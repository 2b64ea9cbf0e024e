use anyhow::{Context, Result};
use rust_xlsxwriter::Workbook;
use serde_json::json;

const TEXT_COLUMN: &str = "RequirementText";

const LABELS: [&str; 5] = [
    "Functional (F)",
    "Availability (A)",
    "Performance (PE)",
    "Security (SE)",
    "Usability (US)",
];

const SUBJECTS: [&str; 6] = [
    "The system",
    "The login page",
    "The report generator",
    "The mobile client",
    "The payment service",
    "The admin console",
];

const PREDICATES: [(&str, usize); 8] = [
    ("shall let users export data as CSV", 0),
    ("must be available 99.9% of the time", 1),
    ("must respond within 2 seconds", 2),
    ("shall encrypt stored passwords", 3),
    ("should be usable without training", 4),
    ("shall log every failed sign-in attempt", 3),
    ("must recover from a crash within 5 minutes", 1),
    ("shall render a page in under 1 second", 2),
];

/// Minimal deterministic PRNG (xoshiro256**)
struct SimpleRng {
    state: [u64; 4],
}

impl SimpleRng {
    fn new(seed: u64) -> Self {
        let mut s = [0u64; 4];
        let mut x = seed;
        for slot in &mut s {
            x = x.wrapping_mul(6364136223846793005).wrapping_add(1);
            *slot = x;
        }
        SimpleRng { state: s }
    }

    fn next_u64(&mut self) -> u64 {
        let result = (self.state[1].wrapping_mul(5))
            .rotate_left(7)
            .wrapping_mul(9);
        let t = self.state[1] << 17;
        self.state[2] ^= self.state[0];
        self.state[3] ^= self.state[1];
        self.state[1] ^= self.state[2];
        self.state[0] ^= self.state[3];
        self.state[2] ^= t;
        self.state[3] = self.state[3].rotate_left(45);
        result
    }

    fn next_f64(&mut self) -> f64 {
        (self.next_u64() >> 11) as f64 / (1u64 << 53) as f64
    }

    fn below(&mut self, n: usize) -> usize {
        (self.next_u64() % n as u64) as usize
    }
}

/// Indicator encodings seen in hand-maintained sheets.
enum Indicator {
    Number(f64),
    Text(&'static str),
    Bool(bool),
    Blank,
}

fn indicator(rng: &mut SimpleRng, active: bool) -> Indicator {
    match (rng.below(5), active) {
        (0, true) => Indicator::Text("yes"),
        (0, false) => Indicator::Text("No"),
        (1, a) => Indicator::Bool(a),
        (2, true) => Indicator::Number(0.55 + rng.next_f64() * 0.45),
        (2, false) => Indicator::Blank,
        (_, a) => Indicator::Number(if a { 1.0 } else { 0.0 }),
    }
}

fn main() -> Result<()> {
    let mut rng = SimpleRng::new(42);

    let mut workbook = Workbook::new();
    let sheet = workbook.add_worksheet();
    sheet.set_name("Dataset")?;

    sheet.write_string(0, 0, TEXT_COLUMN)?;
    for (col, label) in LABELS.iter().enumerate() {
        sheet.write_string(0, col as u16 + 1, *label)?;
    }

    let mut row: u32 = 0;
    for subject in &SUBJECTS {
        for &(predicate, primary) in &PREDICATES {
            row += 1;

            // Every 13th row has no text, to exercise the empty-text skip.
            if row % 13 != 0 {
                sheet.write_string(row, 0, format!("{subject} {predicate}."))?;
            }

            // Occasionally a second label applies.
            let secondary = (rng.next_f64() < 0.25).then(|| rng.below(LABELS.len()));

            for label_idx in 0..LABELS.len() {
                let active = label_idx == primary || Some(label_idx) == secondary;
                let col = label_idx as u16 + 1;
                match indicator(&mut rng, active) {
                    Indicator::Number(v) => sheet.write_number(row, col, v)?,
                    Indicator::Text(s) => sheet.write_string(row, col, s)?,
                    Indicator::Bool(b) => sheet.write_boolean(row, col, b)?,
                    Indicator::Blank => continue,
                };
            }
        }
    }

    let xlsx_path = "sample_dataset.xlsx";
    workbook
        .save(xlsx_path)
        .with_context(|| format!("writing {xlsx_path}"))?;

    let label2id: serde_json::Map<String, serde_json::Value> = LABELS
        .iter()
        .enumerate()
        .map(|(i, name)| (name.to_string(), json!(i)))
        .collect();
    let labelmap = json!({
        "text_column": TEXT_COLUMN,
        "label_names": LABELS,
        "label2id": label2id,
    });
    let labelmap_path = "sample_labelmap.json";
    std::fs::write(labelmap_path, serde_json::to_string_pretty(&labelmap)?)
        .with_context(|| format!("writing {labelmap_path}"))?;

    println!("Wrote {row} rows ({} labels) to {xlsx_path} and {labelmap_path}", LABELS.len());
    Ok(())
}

···

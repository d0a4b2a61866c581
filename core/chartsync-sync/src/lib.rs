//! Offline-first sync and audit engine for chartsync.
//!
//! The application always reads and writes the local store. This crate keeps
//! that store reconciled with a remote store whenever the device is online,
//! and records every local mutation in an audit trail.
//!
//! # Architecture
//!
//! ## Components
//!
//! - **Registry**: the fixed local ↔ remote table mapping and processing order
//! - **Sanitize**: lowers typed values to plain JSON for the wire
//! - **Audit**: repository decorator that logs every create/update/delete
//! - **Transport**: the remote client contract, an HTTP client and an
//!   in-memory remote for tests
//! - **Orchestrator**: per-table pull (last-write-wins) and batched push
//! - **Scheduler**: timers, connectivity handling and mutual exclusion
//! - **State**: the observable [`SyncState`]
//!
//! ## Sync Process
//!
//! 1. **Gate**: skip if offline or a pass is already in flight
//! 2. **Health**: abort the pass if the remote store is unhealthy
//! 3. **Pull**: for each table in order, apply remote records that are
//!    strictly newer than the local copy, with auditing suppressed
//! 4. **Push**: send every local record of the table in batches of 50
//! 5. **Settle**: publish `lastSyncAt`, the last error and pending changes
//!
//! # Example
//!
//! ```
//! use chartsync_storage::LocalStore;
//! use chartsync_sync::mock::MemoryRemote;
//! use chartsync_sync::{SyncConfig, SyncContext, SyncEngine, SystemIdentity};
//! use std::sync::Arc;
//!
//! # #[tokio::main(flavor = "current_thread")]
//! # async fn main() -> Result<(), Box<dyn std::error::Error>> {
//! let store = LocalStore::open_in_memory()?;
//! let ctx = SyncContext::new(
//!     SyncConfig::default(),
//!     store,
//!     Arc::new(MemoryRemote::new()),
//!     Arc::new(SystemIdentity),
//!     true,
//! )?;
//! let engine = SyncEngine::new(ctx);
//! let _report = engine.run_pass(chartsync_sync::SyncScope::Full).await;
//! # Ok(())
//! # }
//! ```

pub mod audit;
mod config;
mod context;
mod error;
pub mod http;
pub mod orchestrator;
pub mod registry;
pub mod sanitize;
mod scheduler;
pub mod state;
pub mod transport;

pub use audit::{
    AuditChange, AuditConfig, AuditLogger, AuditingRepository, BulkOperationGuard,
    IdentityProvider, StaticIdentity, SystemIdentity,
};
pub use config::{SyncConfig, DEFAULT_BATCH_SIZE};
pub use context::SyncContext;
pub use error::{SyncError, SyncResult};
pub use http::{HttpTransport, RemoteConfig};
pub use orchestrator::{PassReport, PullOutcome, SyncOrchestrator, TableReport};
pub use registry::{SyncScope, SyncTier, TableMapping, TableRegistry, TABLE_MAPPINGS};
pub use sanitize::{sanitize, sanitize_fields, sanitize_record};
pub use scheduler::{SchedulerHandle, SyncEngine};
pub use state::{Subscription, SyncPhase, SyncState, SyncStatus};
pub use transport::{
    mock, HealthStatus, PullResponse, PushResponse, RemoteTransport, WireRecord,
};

···

• TASK REQUIREMENTS:
Check every line of the data above for the string "MemoryRemote", and copy those that have it.

• ANSWER AREA:
//! use chartsync_sync::mock::MemoryRemote;
//!     Arc::new(MemoryRemote::new()),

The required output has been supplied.